Boffins Claim ‘Super Battery’ Breakthrough
Researchers in America claim to have invented a new type of “super battery” that may transform gadgets
Researchers are claiming a breakthrough which promises to substantially increase the power of batteries, or dramatically reduce their physical size.
Scientists at the University of Illinois revealed the breakthrough in the journal Nature Communications.
New micoarchitecture
They claimed to have developed a new lithium-ion battery microarchitecture, which can concurrently optimise ion and electron transport for high-power delivery.
This new microarchitecture theoretically could allow the manufacturer either to build a battery of a similar size to the current generation of lithium ion batteries found in today’s smartphones, but with thirty times the power.

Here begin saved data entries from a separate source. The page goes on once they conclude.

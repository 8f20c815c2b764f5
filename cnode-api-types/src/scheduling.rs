use std::fmt;

use serde::{Deserialize, Serialize};

/// Opaque identifiers. Newtypes over `String` so that operation, pool and
/// job ids cannot be accidentally swapped at call sites (the same
/// `BackupDir`/`BackupGroup`-style newtype discipline the teacher uses for
/// ids that are structurally just strings).
macro_rules! string_id {
    ($name:ident) => {
        #[derive(Debug, Clone, PartialEq, Eq, Hash, PartialOrd, Ord, Deserialize, Serialize)]
        #[serde(transparent)]
        pub struct $name(pub String);

        impl fmt::Display for $name {
            fn fmt(&self, f: &mut fmt::Formatter<'_>) -> fmt::Result {
                write!(f, "{}", self.0)
            }
        }

        impl From<&str> for $name {
            fn from(s: &str) -> Self {
                Self(s.to_owned())
            }
        }
    };
}

string_id!(PoolId);
string_id!(OperationId);
string_id!(JobId);
string_id!(NodeId);

/// Preemption status lattice (§3, §4.9): a per-job classification derived
/// from its operation's fair-share state, never from the job itself.
#[derive(Debug, Copy, Clone, PartialEq, Eq, PartialOrd, Ord, Deserialize, Serialize)]
#[serde(rename_all = "kebab-case")]
pub enum PreemptionStatus {
    NonPreemptible,
    SsdNonPreemptible,
    AggressivelyPreemptible,
    SsdAggressivelyPreemptible,
    Preemptible,
}

impl PreemptionStatus {
    /// Whether this status satisfies the minimum level a scheduling stage
    /// requires (§4.9: stage 3 accepts `>= AggressivelyPreemptible`, stage
    /// 4 accepts `>= Preemptible`). The lattice order is the enum
    /// declaration order, SSD variants sitting alongside their regular
    /// counterpart at the same rank.
    pub fn at_least(self, min: PreemptionStatus) -> bool {
        self.rank() >= min.rank()
    }

    fn rank(self) -> u8 {
        match self {
            PreemptionStatus::NonPreemptible => 0,
            PreemptionStatus::SsdNonPreemptible => 0,
            PreemptionStatus::AggressivelyPreemptible => 1,
            PreemptionStatus::SsdAggressivelyPreemptible => 1,
            PreemptionStatus::Preemptible => 2,
        }
    }
}

#[derive(Debug, Copy, Clone, PartialEq, Eq, Deserialize, Serialize)]
#[serde(rename_all = "kebab-case")]
pub enum PreemptionMode {
    Normal,
    Graceful,
}

#[derive(Debug, Copy, Clone, PartialEq, Eq, Deserialize, Serialize)]
#[serde(rename_all = "kebab-case")]
pub enum StarvationStatus {
    Normal,
    BelowFairShare,
    Starving,
    AggressivelyStarving,
}

/// Coarse node/operation partition (§GLOSSARY "scheduling segment"); a
/// `module` subdivides it further (e.g. a data center).
#[derive(Debug, Clone, PartialEq, Eq, Hash, Deserialize, Serialize)]
pub struct SchedulingSegment {
    pub segment: String,
    pub module: Option<String>,
}

impl SchedulingSegment {
    pub fn default_segment() -> Self {
        SchedulingSegment {
            segment: "default".to_owned(),
            module: None,
        }
    }

    pub fn compatible_with(&self, node: &SchedulingSegment) -> bool {
        self.segment == node.segment && (self.module.is_none() || self.module == node.module)
    }
}

/// A tag-filter expression matched against a node's scheduling tags.
/// Deliberately simple (conjunction of required tags) rather than a full
/// boolean-expression language, since spec.md treats tag filtering as an
/// opaque predicate and no teacher file models one.
#[derive(Debug, Clone, Default, PartialEq, Eq, Deserialize, Serialize)]
pub struct SchedulingTagFilter {
    pub required_tags: Vec<String>,
}

impl SchedulingTagFilter {
    pub fn matches(&self, node_tags: &[String]) -> bool {
        self.required_tags.iter().all(|t| node_tags.contains(t))
    }
}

Or the microarchitecture could be tweaked to allow for much smaller batteries to be designed and built to power today’s ever shrinking range of tech gadgets. Indeed, researchers claim their technology could shrink the size of batteries by 10 times while offering the same power.
The team at the University of Illinois team have utilised 3D-electrodes, which allow these new super batteries to be recharged 1,000 times faster than the current generation of batteries.

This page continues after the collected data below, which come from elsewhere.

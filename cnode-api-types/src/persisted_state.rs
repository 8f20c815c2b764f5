//! Persisted scheduler state (§6): one document per tree containing pool
//! integral-guarantee accumulators and per-node scheduling segments.
//! Reloaded verbatim at startup; unknown pools are dropped with a warning
//! (that drop happens in `scheduler-tree`, which owns the pools config to
//! check names against).
//!
//! The original system persists this as a YSON document. No crate in the
//! retrieval pack provides a YSON codec, so this is serialized with
//! `serde_json` instead — an explicit, documented substitution (see
//! DESIGN.md), not a silent one.

use std::collections::HashMap;

use serde::{Deserialize, Serialize};

use crate::scheduling::{NodeId, PoolId, SchedulingSegment};

#[derive(Debug, Clone, Default, Deserialize, Serialize)]
pub struct PoolPersistedState {
    pub accumulated_resource_volume: f64,
}

#[derive(Debug, Clone, Default, Deserialize, Serialize)]
pub struct NodeSchedulingSegmentState {
    pub segment: SchedulingSegment,
}

#[derive(Debug, Clone, Default, Deserialize, Serialize)]
pub struct PersistedSchedulerState {
    pub pool_states: HashMap<PoolId, PoolPersistedState>,
    pub scheduling_segments_state: HashMap<NodeId, NodeSchedulingSegmentState>,
}
//! The per-heartbeat job scheduler (§4.9): four stages run in sequence
//! against the same node report — non-preemptive, packing fallback,
//! aggressively-preemptive, then regular preemptive — each stage only
//! attempting operations the previous stage couldn't place.

use std::time::{Duration, Instant};

use futures::stream::{self, StreamExt};

use cnode_api_types::{JobId, PreemptionStatus, ResourceVector};

use scheduler_tree::element::TrackedJob;
use scheduler_tree::{Tree, TreeIndex};

use crate::context::{NodeHeartbeat, ScheduleOutcome, StageDeadlines, StartedJob, SCHEDULE_JOB_CONCURRENCY};
use crate::preemption;

/// Operations eligible to run on this node, most-starved first (§4.9
/// "the heartbeat walks operations in ascending scheduling index").
fn candidate_operations(tree: &Tree, heartbeat: &NodeHeartbeat) -> Vec<TreeIndex> {
    let mut candidates: Vec<TreeIndex> = tree
        .operation_index
        .values()
        .copied()
        .filter(|&index| {
            let element = tree.get(index);
            element.enabled
                && element.scheduling_tag_filter.matches(&heartbeat.scheduling_tags)
                && element.scheduling_segment.compatible_with(&heartbeat.segment)
        })
        .collect();
    candidates.sort_by_key(|&index| tree.get(index).scheduling_index);
    candidates
}

fn jobs_running_on_node(tree: &Tree, node_id: &cnode_api_types::NodeId, job_on_ssd: bool) -> Vec<(TreeIndex, JobId, PreemptionStatus)> {
    let mut jobs = Vec::new();
    for (_, &index) in &tree.operation_index {
        let element = tree.get(index);
        let Some(state) = &element.operation_shared_state else {
            continue;
        };
        let guard = state.read().expect("operation state lock poisoned");
        for job in guard.jobs.values() {
            if &job.node_id == node_id {
                jobs.push((index, job.id.clone(), element.preemption_status(job_on_ssd)));
            }
        }
    }
    jobs
}
//! Offline synchronization: the durable queue, the drainer that replays
//! it, and the background worker that sweeps it.

pub mod drainer;
pub mod queue;
pub mod worker;

pub use drainer::{drain, DrainReport};
pub use queue::{QueueEntry, SyncQueue, MAX_ERROR_LEN, QUEUE_TABLE};
pub use worker::{DrainWorker, WorkerConfig};
//! Change-set capture: the session's pending mutations, materialized as
//! replicable operations.

use serde::{Deserialize, Serialize};
use serde_json::{Map, Value};

use crate::entity::{codec, key_is_set, Entity, EntityHandle};

#[derive(Debug, Clone, Copy, PartialEq, Eq, Serialize, Deserialize)]
#[serde(rename_all = "lowercase")]
pub enum OpKind {
    Upsert,
    Delete,
}

/// The unit of replicated work: one write against one entity row, encoded
/// transport-safe so it can be applied to either store now or persisted in
/// the sync queue and replayed later.
#[derive(Debug, Clone, PartialEq, Serialize, Deserialize)]
pub struct Operation {
    pub kind: OpKind,
    pub entity_type: String,
    /// Primary-key components, transport encoded. Empty until the row has
    /// been identified by a store.
    #[serde(default)]
    pub primary_key: Vec<Value>,
    /// Column map for upserts. `None` for deletes.
    #[serde(default, skip_serializing_if = "Option::is_none")]
    pub fields: Option<Map<String, Value>>,
}

impl Operation {
    pub fn upsert_from(entity: &dyn Entity) -> Self {
        let fields = entity
            .fields()
            .iter()
            .map(|(name, value)| (name.clone(), codec::encode(value)))
            .collect();

        Self {
            kind: OpKind::Upsert,
            entity_type: entity.descriptor().entity_type.to_string(),
            primary_key: snapshot_key(entity),
            fields: Some(fields),
        }
    }

    /// Delete operation with the key captured now, before the delete is
    /// applied anywhere.
    pub fn delete_from(entity: &dyn Entity) -> Self {
        Self {
            kind: OpKind::Delete,
            entity_type: entity.descriptor().entity_type.to_string(),
            primary_key: snapshot_key(entity),
            fields: None,
        }
    }

    /// A key containing nulls is "not yet identified" and never matched
    /// against an existing row.
    pub fn key_is_identified(&self) -> bool {
        !self.primary_key.is_empty() && self.primary_key.iter().all(|c| !c.is_null())
    }
}

fn snapshot_key(entity: &dyn Entity) -> Vec<Value> {
    let key = entity.primary_key();
    if key_is_set(&key) {
        key.iter().map(codec::encode).collect()
    } else {
        Vec::new()
    }
}

/// An operation plus the in-memory instance that produced it. Lives only
/// for the duration of one commit call, so store-generated values can be
/// copied back onto the caller's object; never persisted or queued.
pub struct PendingChange {
    pub op: Operation,
    pub source: EntityHandle,
}

/// Materialize the session's tracked sets as one operation per instance.
/// Read-only with respect to the instances; ordering between distinct
/// instances is not significant, the set commits atomically.
pub fn capture(
    new: &[EntityHandle],
    dirty: &[EntityHandle],
    deleted: &[EntityHandle],
) -> Vec<PendingChange> {
    let mut changes = Vec::with_capacity(new.len() + dirty.len() + deleted.len());

    for handle in new.iter().chain(dirty) {
        let op = Operation::upsert_from(&*handle.read().unwrap());
        changes.push(PendingChange {
            op,
            source: handle.clone(),
        });
    }

    for handle in deleted {
        let op = Operation::delete_from(&*handle.read().unwrap());
        changes.push(PendingChange {
            op,
            source: handle.clone(),
        });
    }

    changes
}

At the moment, when a device such a smartphone or tablet is connected to a battery, a reaction occurs that produces electrical energy. This is known as an electrochemical reaction. The battery itself has two parts, an anode (-), a cathode (+). The cathode and anode are hooked up to an electrical circuit.
The team claim to have designed an extreme miniaturisation of the conventional elements of traditional batteries, i.e. the anode and the cathode.
Battery Laggards
“The batteries owe their high performance to their internal three-dimensional microstructure,” said the team in their official statement. “Batteries have two key components: the anode (minus side) and cathode (plus side). Building on a novel fast-charging cathode design by materials science and engineering professor Paul Braun’s group, King and Pikul developed a matching anode and then developed a new way to integrate the two components at the microscale to make a complete battery with superior performance.”

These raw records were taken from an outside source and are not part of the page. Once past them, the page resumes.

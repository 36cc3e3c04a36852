//! Store seam consumed by the dual-write session.
//!
//! A store holds rows addressed by `(entity type, primary key)` at the
//! transport level; the typed view lives in the entity layer. The only
//! write path is [`EntityStore::apply_batch`], which commits a whole batch
//! or nothing, so the session's change set and any queue rows appended to
//! it land atomically.

pub mod keys;
pub mod memory;

use serde_json::{Map, Value};

use crate::error::SyncResult;

/// Transport-level column map of one row.
pub type Row = Map<String, Value>;

/// Transport-level row: primary-key components plus the column map.
#[derive(Debug, Clone, PartialEq)]
pub struct Record {
    pub key: Vec<Value>,
    pub fields: Row,
}

/// One staged write inside an atomic batch.
#[derive(Debug, Clone)]
pub enum WriteOp {
    /// Insert-or-replace. An empty key asks the store to assign generated
    /// key values.
    Upsert {
        entity_type: String,
        key: Vec<Value>,
        fields: Row,
    },
    /// Remove by key. Removing an absent row is not an error.
    Delete {
        entity_type: String,
        key: Vec<Value>,
    },
}

pub trait EntityStore: Send + Sync {
    /// Store name, used in error and log context to tell the primary from
    /// the secondary.
    fn name(&self) -> &str;

    /// Fetch a row by primary key. `None` when absent.
    fn get(&self, entity_type: &str, key: &[Value]) -> SyncResult<Option<Record>>;

    /// Commit a batch atomically. A failed batch must leave the store
    /// untouched. Returns, aligned with the batch, the persisted record
    /// for each upsert (store-generated fields included) and `None` for
    /// each delete.
    fn apply_batch(&self, batch: Vec<WriteOp>) -> SyncResult<Vec<Option<Record>>>;

    /// All rows of a table, in key order.
    fn scan(&self, entity_type: &str) -> SyncResult<Vec<Record>>;
}

pub use memory::MemoryStore;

“With so much power, the batteries could enable sensors or radio signals that broadcast 30 times farther, or devices 30 times smaller.
“The batteries are rechargeable and can charge 1,000 times faster than competing technologies – imagine juicing up a credit-card-thin phone in less than a second. In addition to consumer electronics, medical devices, lasers, sensors and other applications could see leaps forward in technology with such power sources available.”
“This is a whole new way to think about batteries,” added William P. King, the Bliss Professor of mechanical science and engineering. “A battery can deliver far more power than anybody ever thought. In recent decades, electronics have gotten small. The thinking parts of computers have gotten small. And the battery has lagged far behind. This is a microtechnology that could change all of that. Now the power source is as high-performance as the rest of it.
“Consider personal medical devices and implants, where the battery is an enormous brick, and it’s connected to itty-bitty electronics and tiny wires. Now the battery is also tiny.”
Scientists are pushing hard to produce the next great battery advancement. In March 2011, a team of electrical engineers at Illinois University revealed they were developing a new type of battery that could extend the running time of mobile phones a hundredfold. That battery used carbon nanotubes, which are 10,000 times thinner than a human hair, rather than traditional metal wires.
And in November 2011, researchers at Stanford University revealed a new nanoparticle material which could be used to create everlasting batteries suitable for electrical grids. According to the researchers, the material could be used for batteries that would be good for 30 years of useful life.